The next best way to get cash to citizens is via an intermediary i.e the banking system. The modern banking system is an account-based system. The core abstraction for any monetary system is the ledger, it’s the record of transactions i.e who owes how much. In the banking system, “money” is really an entry in a ledger somewhere. You can think of the entire system as a series of cascading ledgers. Each account is really just a ledger that contains details of the transactions at that level of the tree. The fed is the master ledger of the government and has the banks and various parts of government as its sub-ledgers. Each bank has other banks and their customers as their sub-ledgers. Every customer account/ledger at the edge of the system can be traced back to a central account at the main bank (fed) via its intermediary banks. This system is known as correspondent banking which is an account-based system. In the US account-based system the routing number + account number combination is used to identify the end customer account. The account number is the index to your ledger transactions at your bank and the bank is identified by its routing number. You can think of the bank routing number as its account number at the fed which is the master bank.

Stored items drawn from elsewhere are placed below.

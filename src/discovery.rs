//! Discovery mode: reports what a backup run would produce without archiving.

use std::collections::HashSet;
use std::fmt;
use std::path::{Path, PathBuf};

use log::info;
use walkdir::WalkDir;

use crate::constants::DISCOVERY_SAMPLE_SIZE;
use crate::naming;
use crate::orchestrator::is_log_path;
use crate::path_util;

/// Diagnostic block for one source path.
#[derive(Debug, Clone, PartialEq, Eq)]
pub struct SourceReport {
    pub path: PathBuf,
    /// Archive name produced when no association renames the source.
    pub example_name: String,
    /// Root folder name, shared with an earlier source.
    pub duplicate_name: Option<String>,
    /// Up to five immediate, non-hidden children, sorted by name.
    pub samples: Vec<String>,
}

impl fmt::Display for SourceReport {
    fn fmt(&self, f: &mut fmt::Formatter<'_>) -> fmt::Result {
        writeln!(f, "PATH:{}", self.path.display())?;
        writeln!(
            f,
            "Example backup file name if no friendly name is defined: {}",
            self.example_name
        )?;
        if let Some(name) = &self.duplicate_name {
            writeln!(
                f,
                "**NOTE** {name} will be used in the backup file name.  This name was also found for one of your other backup locations and so you should ensure that it has a friendly named defined."
            )?;
        }
        if !self.samples.is_empty() {
            writeln!(f, "A sample of files from this path:")?;
        }
        for sample in &self.samples {
            writeln!(f, " |_ {sample}")?;
        }
        Ok(())
    }
}

/// Builds one report per source, skipping the run's own log files.
pub fn discover(sources: &[PathBuf], timestamp: &str) -> Vec<SourceReport> {
    let mut seen = HashSet::new();
    sources
        .iter()
        .filter(|path| !is_log_path(path))
        .map(|path| {
            let root_name = path_util::root_folder_name(path);
            let duplicate_name = (!seen.insert(root_name.clone())).then(|| root_name.clone());
            SourceReport {
                path: path.clone(),
                example_name: naming::archive_file_name(&root_name, timestamp),
                duplicate_name,
                samples: sample_children(path, DISCOVERY_SAMPLE_SIZE),
            }
        })
        .collect()
}

/// Logs the discovery banner followed by every report.
pub fn print_reports(reports: &[SourceReport]) {
    info!("PATH DUMP MODE");
    info!("==============");
    for report in reports {
        for line in report.to_string().lines() {
            info!("{line}");
        }
        info!("");
    }
}

/// Unreadable sources simply yield no samples.
fn sample_children(path: &Path, limit: usize) -> Vec<String> {
    WalkDir::new(path)
        .min_depth(1)
        .max_depth(1)
        .sort_by_file_name()
        .into_iter()
        .filter_map(|entry| entry.ok())
        .map(|entry| entry.file_name().to_string_lossy().into_owned())
        .filter(|name| !name.starts_with('.'))
        .take(limit)
        .collect()
}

In the US the only organization that has a lot of consumer routing and account information is the IRS. There are only two things in life that are certain, death and taxes :). In the yearly ritual of filing your taxes as a consumer, you fork over your bank details to the IRS in order to pay your taxes or get a refund. Thus the IRS was the government organization that sent the stimulus funds to the end consumer. The transaction flowed through the banking system as follows
- The Fed is the master bank and has an account for the IRS and Treasury
- The Treasury account is deducted and the IRS account is incremented (IRS has money).
- The Banks ledger at the FED is incremented, the IRS ledger at the fed is deducted for the amount to be transferred (the money has effectively moved over to the bank)
- The Bank then at its end increments the individual’s account ledger in its systems. This reflects your increase in your account balance.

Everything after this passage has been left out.